Лос-Анджелес, 2017 год
Спустя две недели – еще сообщение. Отвечаю. Так и продолжается.
Как твое сердце, Джей?
Стучит.
Не поет.
Уже давно нет.
Раньше пело так красиво. Чуточку фальшиво, но громко и с таким удовольствием.
А теперь молчит и почернело.
Оно всегда было черным, но в этой черноте виднелись звезды. Большие яркие прекрасные звезды.
Теперь просто черное. И молчит. Звезд нет.
Пишут, что ты женат. А дети?
Где это пишут?
Кажется, в каком-то журнале. А может, по ТВ говорили.
А, ну да. Журналы и ТВ.
Это правда?
Да.
Мне казалось, этого никогда не будет.
Мне тоже.
И как же так вышло?
Встретил ту, на которой захотел жениться.
Счастлив?
Я по жизни счастлив. По крайней мере, на этом этапе моей жизни. Я люблю ее и наших детей. В этом смысле мне повезло.
Хорошо, что ты это понимаешь.
Наверное.
Почему твое сердце почернело?
Я старый.
Тебе 45.
Длинные выдались годы.
Сам виноват.
В большинстве случаев – да. Но не всегда.
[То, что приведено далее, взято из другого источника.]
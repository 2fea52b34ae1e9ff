//! Durable transport over the primary database.
//!
//! Events are appended to `sync_events`; each consumer's resume point lives
//! in `sync_consumer_offsets`. Subscribers poll for rows at or past their
//! position.

use std::time::Duration;

use async_trait::async_trait;
use deadpool_postgres::Pool;
use promosync_core::TransportError;
use tokio_postgres::Row;

use crate::transport::{Delivery, Subscription, Transport};

/// Postgres outbox transport. Tables are created by the primary migrations.
#[derive(Clone)]
pub struct PgOutboxTransport {
    pool: Pool,
    poll_interval: Duration,
}

impl PgOutboxTransport {
    pub fn new(pool: Pool, poll_interval: Duration) -> Self {
        Self {
            pool,
            poll_interval,
        }
    }
}

fn to_i64(offset: u64) -> i64 {
    i64::try_from(offset).unwrap_or(i64::MAX)
}

fn offset_column(row: &Row, idx: usize) -> Result<u64, String> {
    let offset: i64 = row
        .try_get(idx)
        .map_err(|e| format!("undecodable offset column: {}", e))?;
    Ok(offset.max(0) as u64)
}

fn delivery_from_row(row: &Row) -> Result<Delivery, String> {
    Ok(Delivery {
        offset: offset_column(row, 0)?,
        payload: row
            .try_get(1)
            .map_err(|e| format!("undecodable payload column: {}", e))?,
    })
}

#[async_trait]
impl Transport for PgOutboxTransport {
    async fn send(&self, payload: &[u8]) -> Result<u64, TransportError> {
        let client = self.pool.get().await.map_err(|e| TransportError::Send {
            reason: e.to_string(),
        })?;
        let row = client
            .query_one(
                "INSERT INTO sync_events (payload) VALUES ($1) RETURNING event_offset",
                &[&payload],
            )
            .await
            .map_err(|e| TransportError::Send {
                reason: e.to_string(),
            })?;
        offset_column(&row, 0).map_err(|reason| TransportError::Send { reason })
    }

    async fn subscribe(&self, consumer: &str) -> Result<Box<dyn Subscription>, TransportError> {
        let client = self.pool.get().await.map_err(|e| TransportError::Subscribe {
            reason: e.to_string(),
        })?;
        let row = client
            .query_one(
                "INSERT INTO sync_consumer_offsets (consumer_name) VALUES ($1) \
                 ON CONFLICT (consumer_name) DO UPDATE SET updated_at = now() \
                 RETURNING next_offset",
                &[&consumer],
            )
            .await
            .map_err(|e| TransportError::Subscribe {
                reason: e.to_string(),
            })?;
        let position =
            offset_column(&row, 0).map_err(|reason| TransportError::Subscribe { reason })?;

        tracing::info!(consumer = %consumer, offset = position, "Outbox subscription opened");

        Ok(Box::new(OutboxSubscription {
            pool: self.pool.clone(),
            consumer: consumer.to_string(),
            position,
            poll_interval: self.poll_interval,
        }))
    }
}

struct OutboxSubscription {
    pool: Pool,
    consumer: String,
    position: u64,
    poll_interval: Duration,
}

impl OutboxSubscription {
    async fn poll_once(&self) -> Result<Option<Delivery>, String> {
        let client = self.pool.get().await.map_err(|e| e.to_string())?;
        let row = client
            .query_opt(
                "SELECT event_offset, payload FROM sync_events \
                 WHERE event_offset >= $1 ORDER BY event_offset LIMIT 1",
                &[&to_i64(self.position)],
            )
            .await
            .map_err(|e| e.to_string())?;
        row.as_ref().map(delivery_from_row).transpose()
    }
}

#[async_trait]
impl Subscription for OutboxSubscription {
    /// Polls until a row appears. Database and decode errors are logged and
    /// retried at the poll interval; the outbox never reports itself closed.
    async fn next(&mut self) -> Result<Option<Delivery>, TransportError> {
        loop {
            match self.poll_once().await {
                Ok(Some(delivery)) => {
                    self.position = delivery.offset + 1;
                    return Ok(Some(delivery));
                }
                Ok(None) => {}
                Err(reason) => {
                    tracing::warn!(
                        consumer = %self.consumer,
                        offset = self.position,
                        error = %reason,
                        "Outbox poll failed"
                    );
                }
            }
            tokio::time::sleep(self.poll_interval).await;
        }
    }

    async fn commit(&mut self, offset: u64) -> Result<(), TransportError> {
        let commit_error = |reason: String| TransportError::Commit { offset, reason };
        let client = self
            .pool
            .get()
            .await
            .map_err(|e| commit_error(e.to_string()))?;
        client
            .execute(
                "UPDATE sync_consumer_offsets \
                 SET next_offset = GREATEST(next_offset, $2), updated_at = now() \
                 WHERE consumer_name = $1",
                &[&self.consumer, &to_i64(offset.saturating_add(1))],
            )
            .await
            .map_err(|e| commit_error(e.to_string()))?;
        Ok(())
    }
}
Это твое сердце – оно пело, но я-то знаю, что оно болит, оно всегда болит.
Одно из другого вытекает.
Пение и плач.
Между ними тонкая грань.
Расскажи, от чего тебе больнее всего, Джей.
Нет.
Расскажи мне.
Нет.
Почему?
Я не знаю, кто ты.
Да знаешь ты.
Не знаю.
Нас таких что, было много?
Достаточно.
И где я среди них в твоих воспоминаниях?
Не знаю.
Знаешь.
А вот и нет.
Узнаешь.
Может быть.
Я хочу, чтобы твое сердце снова пело, Джей.
И я.
Фальшиво, но громко и с удовольствием.
И я.
Мои любимые места в Париже после того, как я прожил здесь два месяца
Le Polly Maggoo, улица Пти-Пон. Говенный бар, где вконец опустившихся алкашей столько, что продавать абсент из-под полы уже нет смысла. На некоторых столах шахматные доски, сортиры устроены по-турецки, то есть с большой дырой в полу. Никогда не видел там ни салфетки, ни клочка туалетной бумаги, выпивка крепкая и дешевая, и всем плевать, хоть ты ори, хоть падай. Если приспичило подраться, просят выйти на тротуар, и бар всегда пустеет с началом драки: все выходят, смотрят, улюлюкают, а те, кто дрался, потом обычно обнимаются и идут выпить вместе. Большинство посетителей – турки и алжирцы, которые к выпивке пристрастились, а в их районах на это дело смотрят косо, и старики-американцы, которые зачем-то приперлись сюда, но уже не помнят зачем, потому и пьют целыми днями. Девчонки здесь так себе, не красотки, но им замуж не нужно, а после десяти порций выпивки уже не важно, какие они с виду.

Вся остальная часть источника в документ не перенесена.